[[ INPUT DATA open ]]
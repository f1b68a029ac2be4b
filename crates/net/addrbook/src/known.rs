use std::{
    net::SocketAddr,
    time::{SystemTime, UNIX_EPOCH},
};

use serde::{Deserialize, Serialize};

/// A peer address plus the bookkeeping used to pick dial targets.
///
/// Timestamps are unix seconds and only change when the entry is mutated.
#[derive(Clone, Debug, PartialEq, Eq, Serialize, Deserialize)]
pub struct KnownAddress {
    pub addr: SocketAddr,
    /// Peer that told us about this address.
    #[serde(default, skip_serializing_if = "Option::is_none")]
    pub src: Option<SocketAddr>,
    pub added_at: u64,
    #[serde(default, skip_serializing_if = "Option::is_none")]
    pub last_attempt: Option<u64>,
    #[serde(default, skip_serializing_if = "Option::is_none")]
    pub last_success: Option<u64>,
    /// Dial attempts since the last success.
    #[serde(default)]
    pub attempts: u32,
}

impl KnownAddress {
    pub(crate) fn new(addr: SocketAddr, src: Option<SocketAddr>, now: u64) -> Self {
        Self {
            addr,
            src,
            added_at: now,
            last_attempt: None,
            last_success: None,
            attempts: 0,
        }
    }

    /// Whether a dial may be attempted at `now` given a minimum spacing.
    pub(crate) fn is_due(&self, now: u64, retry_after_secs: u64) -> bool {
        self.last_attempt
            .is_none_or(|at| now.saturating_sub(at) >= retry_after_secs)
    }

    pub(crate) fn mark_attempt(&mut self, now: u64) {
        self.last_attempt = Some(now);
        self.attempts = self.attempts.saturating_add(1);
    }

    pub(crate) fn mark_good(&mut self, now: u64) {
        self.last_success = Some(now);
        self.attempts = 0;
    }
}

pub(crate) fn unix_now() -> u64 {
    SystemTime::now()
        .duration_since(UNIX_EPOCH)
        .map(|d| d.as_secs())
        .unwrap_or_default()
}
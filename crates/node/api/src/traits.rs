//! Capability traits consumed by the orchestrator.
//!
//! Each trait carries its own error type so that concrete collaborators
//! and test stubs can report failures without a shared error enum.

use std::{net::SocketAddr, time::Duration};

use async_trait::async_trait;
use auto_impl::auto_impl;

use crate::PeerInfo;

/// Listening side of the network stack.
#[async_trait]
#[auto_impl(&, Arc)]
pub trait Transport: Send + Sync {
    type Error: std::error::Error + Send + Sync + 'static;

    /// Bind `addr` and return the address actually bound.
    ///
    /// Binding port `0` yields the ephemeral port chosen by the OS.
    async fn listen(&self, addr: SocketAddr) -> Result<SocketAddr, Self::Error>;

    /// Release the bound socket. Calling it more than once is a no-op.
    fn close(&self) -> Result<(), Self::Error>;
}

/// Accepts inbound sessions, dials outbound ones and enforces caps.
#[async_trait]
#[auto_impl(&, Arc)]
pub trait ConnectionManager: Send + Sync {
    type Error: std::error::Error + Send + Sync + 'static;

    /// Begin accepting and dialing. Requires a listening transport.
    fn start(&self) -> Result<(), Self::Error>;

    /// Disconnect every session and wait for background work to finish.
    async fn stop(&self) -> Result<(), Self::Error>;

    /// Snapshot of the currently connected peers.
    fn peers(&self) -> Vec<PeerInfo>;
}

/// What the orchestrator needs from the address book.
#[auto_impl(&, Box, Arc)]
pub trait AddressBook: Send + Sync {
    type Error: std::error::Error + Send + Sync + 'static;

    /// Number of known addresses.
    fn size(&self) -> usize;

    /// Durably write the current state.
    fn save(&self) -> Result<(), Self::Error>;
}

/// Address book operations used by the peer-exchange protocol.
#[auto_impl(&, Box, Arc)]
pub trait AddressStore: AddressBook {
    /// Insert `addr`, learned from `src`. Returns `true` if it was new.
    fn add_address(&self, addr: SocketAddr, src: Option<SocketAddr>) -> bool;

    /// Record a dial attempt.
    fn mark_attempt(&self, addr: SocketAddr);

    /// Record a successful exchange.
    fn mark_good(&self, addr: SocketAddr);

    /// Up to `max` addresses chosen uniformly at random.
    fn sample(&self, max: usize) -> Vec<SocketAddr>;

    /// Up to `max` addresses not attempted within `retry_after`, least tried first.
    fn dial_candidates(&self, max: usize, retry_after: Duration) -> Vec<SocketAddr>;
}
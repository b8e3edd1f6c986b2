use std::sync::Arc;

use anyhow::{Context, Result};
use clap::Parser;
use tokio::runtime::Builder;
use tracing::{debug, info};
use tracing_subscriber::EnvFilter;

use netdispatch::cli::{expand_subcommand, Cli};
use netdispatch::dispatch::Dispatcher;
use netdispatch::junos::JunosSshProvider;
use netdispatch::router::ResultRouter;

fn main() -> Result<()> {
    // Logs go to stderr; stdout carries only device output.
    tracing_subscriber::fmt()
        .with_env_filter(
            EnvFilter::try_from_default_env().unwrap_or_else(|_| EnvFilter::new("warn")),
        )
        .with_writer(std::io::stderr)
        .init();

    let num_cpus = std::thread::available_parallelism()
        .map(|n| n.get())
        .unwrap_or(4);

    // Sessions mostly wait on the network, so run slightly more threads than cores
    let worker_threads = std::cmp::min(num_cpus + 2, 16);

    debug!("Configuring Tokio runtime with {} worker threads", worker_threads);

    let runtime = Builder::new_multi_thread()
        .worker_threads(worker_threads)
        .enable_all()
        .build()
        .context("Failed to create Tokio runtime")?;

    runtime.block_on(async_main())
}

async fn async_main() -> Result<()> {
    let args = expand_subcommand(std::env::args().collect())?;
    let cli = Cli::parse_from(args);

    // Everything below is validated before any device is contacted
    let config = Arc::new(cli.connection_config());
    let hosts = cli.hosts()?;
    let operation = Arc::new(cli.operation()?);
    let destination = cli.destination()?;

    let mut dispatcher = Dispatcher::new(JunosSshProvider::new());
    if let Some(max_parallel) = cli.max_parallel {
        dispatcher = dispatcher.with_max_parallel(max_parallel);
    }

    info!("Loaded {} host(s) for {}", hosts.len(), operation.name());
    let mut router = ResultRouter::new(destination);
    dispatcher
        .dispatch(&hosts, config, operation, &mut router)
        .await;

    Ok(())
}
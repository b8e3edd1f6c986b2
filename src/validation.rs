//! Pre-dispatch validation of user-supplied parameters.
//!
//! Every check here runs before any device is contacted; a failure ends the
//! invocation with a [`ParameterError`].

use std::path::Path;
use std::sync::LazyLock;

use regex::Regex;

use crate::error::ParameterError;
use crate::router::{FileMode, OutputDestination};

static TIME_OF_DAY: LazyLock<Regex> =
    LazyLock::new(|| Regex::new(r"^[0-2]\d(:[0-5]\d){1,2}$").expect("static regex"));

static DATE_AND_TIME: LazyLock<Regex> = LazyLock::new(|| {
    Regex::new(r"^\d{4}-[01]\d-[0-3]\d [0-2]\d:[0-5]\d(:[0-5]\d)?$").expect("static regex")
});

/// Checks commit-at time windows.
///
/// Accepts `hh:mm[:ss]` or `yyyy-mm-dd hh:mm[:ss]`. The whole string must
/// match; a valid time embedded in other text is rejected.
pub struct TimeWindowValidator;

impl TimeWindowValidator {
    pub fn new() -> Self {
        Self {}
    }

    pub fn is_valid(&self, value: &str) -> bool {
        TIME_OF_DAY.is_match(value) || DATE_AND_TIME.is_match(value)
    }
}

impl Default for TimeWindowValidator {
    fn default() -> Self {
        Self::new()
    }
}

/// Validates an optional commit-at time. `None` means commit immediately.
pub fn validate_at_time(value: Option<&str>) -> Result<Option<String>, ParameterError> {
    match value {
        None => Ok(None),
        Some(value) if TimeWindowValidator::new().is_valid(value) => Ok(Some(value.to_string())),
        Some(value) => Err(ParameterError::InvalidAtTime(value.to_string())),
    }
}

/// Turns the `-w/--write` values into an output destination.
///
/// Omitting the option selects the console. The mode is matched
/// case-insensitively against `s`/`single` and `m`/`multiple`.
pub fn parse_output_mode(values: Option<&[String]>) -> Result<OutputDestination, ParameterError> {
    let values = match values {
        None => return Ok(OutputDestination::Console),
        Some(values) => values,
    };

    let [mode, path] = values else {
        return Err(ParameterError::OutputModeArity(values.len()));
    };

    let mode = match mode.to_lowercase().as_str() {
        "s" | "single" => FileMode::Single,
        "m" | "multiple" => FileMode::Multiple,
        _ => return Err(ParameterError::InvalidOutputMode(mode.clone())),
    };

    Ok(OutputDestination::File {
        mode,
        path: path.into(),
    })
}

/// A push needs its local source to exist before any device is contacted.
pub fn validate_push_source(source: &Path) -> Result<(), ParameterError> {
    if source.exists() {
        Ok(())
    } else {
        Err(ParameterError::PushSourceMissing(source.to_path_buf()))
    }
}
[[ INPUT DATA closed ]]
Across the data, tally the lines containing "before" and give back the number alone.

3